Von Fritz Messner | 11.07.2012 - 15:42
Nie hätte ich gedacht, dass ich einmal Mitleid mit dir haben würde. Aber als ich dich neulich in der ZiB 2 gesehen habe, ist es passiert. Du musst ziemlich einsam sein. So einsam, dass du niemanden mehr hast, der ehrlich oder mutig genug ist, dir zu sagen, dass du gerade zur Lachnummer der Nation verkommst.
Als du vor gut 20 Jahren aus Amerika zurückgekommen bist, haben wir dich bewundert. Als du gesagt hast, dass du dein Geld in und für Österreich investieren willst, haben wir uns gefreut. Aber dann hast du begonnen, überall mitzumischen. Du wolltest zum Beispiel unbedingt den österreichischen Fußball retten. In zehn Jahren, hast du gesagt, würden wir um den WM-Titel mitspielen. Das war vor etwa fünfzehn Jahren.
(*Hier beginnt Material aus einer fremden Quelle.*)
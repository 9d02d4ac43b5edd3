//! Concord: CivicPlus-style bid list. Each row holds a title link and a
//! status block; detail pages lay out labeled values as alternating table
//! rows (`BidListHeader` label, `BidDetail` value on the next row).

use std::sync::LazyLock;

use async_trait::async_trait;
use munibid_core::{City, RawRecord};
use munibid_storage::{HttpFetcher, Politeness};
use regex::Regex;
use scraper::Html;
use tracing::warn;

use crate::html::{absolutize, document_text, element_text, parse_selector, text_or_none};
use crate::{detail, AdapterError, SourceAdapter};

const BASE_URL: &str = "https://concordma.gov";
const LISTING_URL: &str = "https://concordma.gov/bids.aspx";

const VALUE_LABEL_KEYWORDS: [&str; 6] = ["estimated", "budget", "value", "cost", "amount", "price"];

static NUMERIC_RE: LazyLock<Regex> = LazyLock::new(|| Regex::new(r"[\d,]+(?:\.\d{2})?").unwrap());

#[derive(Debug, Clone, PartialEq)]
pub struct ConcordListing {
    pub title: String,
    pub detail_url: Option<String>,
    pub status: Option<String>,
    pub closing_date: Option<String>,
}

#[derive(Debug, Clone, Default, PartialEq)]
pub struct ConcordDetail {
    pub release_date: Option<String>,
    pub estimated_value: Option<String>,
}

#[derive(Debug)]
pub struct ConcordAdapter {
    politeness: Politeness,
}

impl Default for ConcordAdapter {
    fn default() -> Self {
        Self {
            politeness: Politeness::default(),
        }
    }
}

#[async_trait]
impl SourceAdapter for ConcordAdapter {
    fn source_id(&self) -> &'static str {
        "concord"
    }

    fn city(&self) -> City {
        City::Concord
    }

    fn source_type(&self) -> &'static str {
        "Open Bids"
    }

    async fn scrape(&self, http: &HttpFetcher) -> Result<Vec<RawRecord>, AdapterError> {
        let page = http.get_text(self.source_id(), LISTING_URL).await?;
        let listings = parse_listing(&page)?;

        let mut records = Vec::with_capacity(listings.len());
        for listing in listings {
            let mut enrichment = ConcordDetail::default();
            if let Some(url) = &listing.detail_url {
                self.politeness.before_detail().await;
                match http.get_text(self.source_id(), url).await {
                    Ok(detail_page) => enrichment = parse_detail(&detail_page),
                    Err(err) => {
                        warn!(error = %err, url, "concord detail page unavailable, keeping list fields");
                    }
                }
            }
            records.push(build_record(listing, enrichment));
        }
        Ok(records)
    }
}

/// Rows of the bid list container. The status block's third span is the
/// status text, the fourth the closing date.
pub fn parse_listing(page: &str) -> Result<Vec<ConcordListing>, AdapterError> {
    let document = Html::parse_document(page);
    let row_selector = parse_selector("div.listItems div.listItemsRow")?;
    let title_selector = parse_selector("div.bidTitle a[href]")?;
    let span_selector = parse_selector("div.bidStatus span")?;

    let mut listings = Vec::new();
    for row in document.select(&row_selector) {
        let Some(link) = row.select(&title_selector).next() else {
            continue;
        };
        let Some(title) = text_or_none(element_text(&link)) else {
            continue;
        };
        let detail_url = link.value().attr("href").map(|href| absolutize(BASE_URL, href));

        let spans: Vec<String> = row.select(&span_selector).map(|s| element_text(&s)).collect();
        let status = spans.get(2).cloned().and_then(text_or_none);
        let closing_date = spans.get(3).cloned().and_then(text_or_none);

        listings.push(ConcordListing {
            title,
            detail_url,
            status,
            closing_date,
        });
    }
    Ok(listings)
}

/// Labeled rows first (`Publication Date/Time`, anything value-like), then
/// free-text currency patterns over the whole page.
pub fn parse_detail(page: &str) -> ConcordDetail {
    let document = Html::parse_document(page);
    let mut found = ConcordDetail::default();

    if let (Ok(tr_selector), Ok(header_selector), Ok(value_selector)) = (
        parse_selector("tr"),
        parse_selector("span.BidListHeader"),
        parse_selector("span.BidDetail"),
    ) {
        let rows: Vec<_> = document.select(&tr_selector).collect();
        for (index, row) in rows.iter().enumerate() {
            let Some(label) = row.select(&header_selector).next().map(|s| element_text(&s)) else {
                continue;
            };
            let next_value = rows
                .get(index + 1)
                .and_then(|next| next.select(&value_selector).next())
                .map(|s| element_text(&s));

            if label.contains("Publication Date/Time") {
                if found.release_date.is_none() {
                    found.release_date = next_value.clone().and_then(text_or_none);
                }
            } else if found.estimated_value.is_none() {
                let label_lower = label.to_ascii_lowercase();
                if VALUE_LABEL_KEYWORDS.iter().any(|k| label_lower.contains(k)) {
                    found.estimated_value = next_value.as_deref().and_then(numeric_value);
                }
            }
        }
    }

    if found.estimated_value.is_none() {
        found.estimated_value = detail::extract_estimated_value(&document_text(&document))
            .as_deref()
            .and_then(numeric_value);
    }
    found
}

/// Reduce "$1,500,000" or "1500000.00" to a plain integer string.
fn numeric_value(text: &str) -> Option<String> {
    let token = NUMERIC_RE.find(text)?.as_str().replace(',', "");
    let value = token.parse::<f64>().ok()?;
    if value <= 0.0 {
        return None;
    }
    Some(format!("{}", value as i64))
}

fn build_record(listing: ConcordListing, enrichment: ConcordDetail) -> RawRecord {
    RawRecord {
        estimated_value: enrichment.estimated_value,
        release_date: enrichment.release_date,
        due_date: listing.closing_date,
        source_status: listing.status,
        source_url: listing.detail_url.or_else(|| Some(LISTING_URL.to_string())),
        title: listing.title,
        ..RawRecord::default()
    }
}

#[cfg(test)]
mod tests {
    use super::*;

    const LISTING_PAGE: &str = r##"
        <html><body><div class="listItems">
          <div class="listItemsRow">
            <div class="bidTitle"><a href="bids.aspx?bidID=210">Keyes Road Generator Replacement</a></div>
            <div class="bidStatus">
              <span>Status</span><span>:</span><span>Open</span><span>7/31/2025 10:00 AM</span>
            </div>
          </div>
          <div class="listItemsRow">
            <div class="bidTitle"><a href="bids.aspx?bidID=211">Snow Hauling Services</a></div>
            <div class="bidStatus"><span>Status</span><span>:</span><span>Closed</span></div>
          </div>
        </div></body></html>"##;

    #[test]
    fn list_rows_carry_status_and_closing_date_spans() {
        let listings = parse_listing(LISTING_PAGE).unwrap();
        assert_eq!(listings.len(), 2);

        let first = &listings[0];
        assert_eq!(first.title, "Keyes Road Generator Replacement");
        assert_eq!(first.detail_url.as_deref(), Some("https://concordma.gov/bids.aspx?bidID=210"));
        assert_eq!(first.status.as_deref(), Some("Open"));
        assert_eq!(first.closing_date.as_deref(), Some("7/31/2025 10:00 AM"));

        let second = &listings[1];
        assert_eq!(second.status.as_deref(), Some("Closed"));
        assert_eq!(second.closing_date, None);
    }

    #[test]
    fn detail_rows_yield_publication_date_and_value() {
        let page = r##"
            <html><body><table>
              <tr><td><span class="BidListHeader">Publication Date/Time</span></td></tr>
              <tr><td><span class="BidDetail">7/10/2025 8:00 AM</span></td></tr>
              <tr><td><span class="BidListHeader">Estimated Cost</span></td></tr>
              <tr><td><span class="BidDetail">$1,500,000</span></td></tr>
            </table></body></html>"##;
        let detail = parse_detail(page);
        assert_eq!(detail.release_date.as_deref(), Some("7/10/2025 8:00 AM"));
        assert_eq!(detail.estimated_value.as_deref(), Some("1500000"));
    }

    #[test]
    fn free_text_value_patterns_are_the_fallback() {
        let page = r##"<html><body>
            <p>Proposals shall not exceed the project budget.</p>
            <p>The total contract amount is not to exceed $250,000.00 for all phases.</p>
        </body></html>"##;
        let detail = parse_detail(page);
        assert_eq!(detail.estimated_value.as_deref(), Some("250000"));
        assert_eq!(detail.release_date, None);
    }

    #[test]
    fn records_keep_source_status_text() {
        let listings = parse_listing(LISTING_PAGE).unwrap();
        let record = build_record(listings[1].clone(), ConcordDetail::default());
        assert_eq!(record.source_status.as_deref(), Some("Closed"));
        assert_eq!(record.title, "Snow Hauling Services");
    }
}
Eigentlich hast du alle Projekte, die nicht mit deinem Kerngeschäft zu tun hatten, gegen die Wand gefahren. Und jetzt willst du in die Politik gehen und gleich das ganze Land retten? Bitte nicht, Onkel Frank, es wäre wirklich schade darum.
Weißt du noch, welche Politiker du früher als Berater in deine Firma geholt hast? Sagen dir die Namen Grasser und Westenthaler noch etwas? Ja? Außerdem wirkt es ein wenig komisch, dass ausgerechnet du als selbst ernannter Retter Österreichs dein Geld in der Schweiz bunkerst. Ich glaube dir sogar, dass du es ehrlich meinst, aber denk einfach an das alte Sprichwort und bleib bei deinen Zierleisten.
Es mag in diesem Land vieles nicht in Ordnung sein, aber eines brauchen wir ganz sicher nicht: pensionierte Milliardäre, die mit ihrem Geld und kruden Ideen Politik machen. Der teils absurde Vorwahlkampf in den USA sollte uns abschreckendes Beispiel genug sein. Also: Lass stecken, Onkel Frank!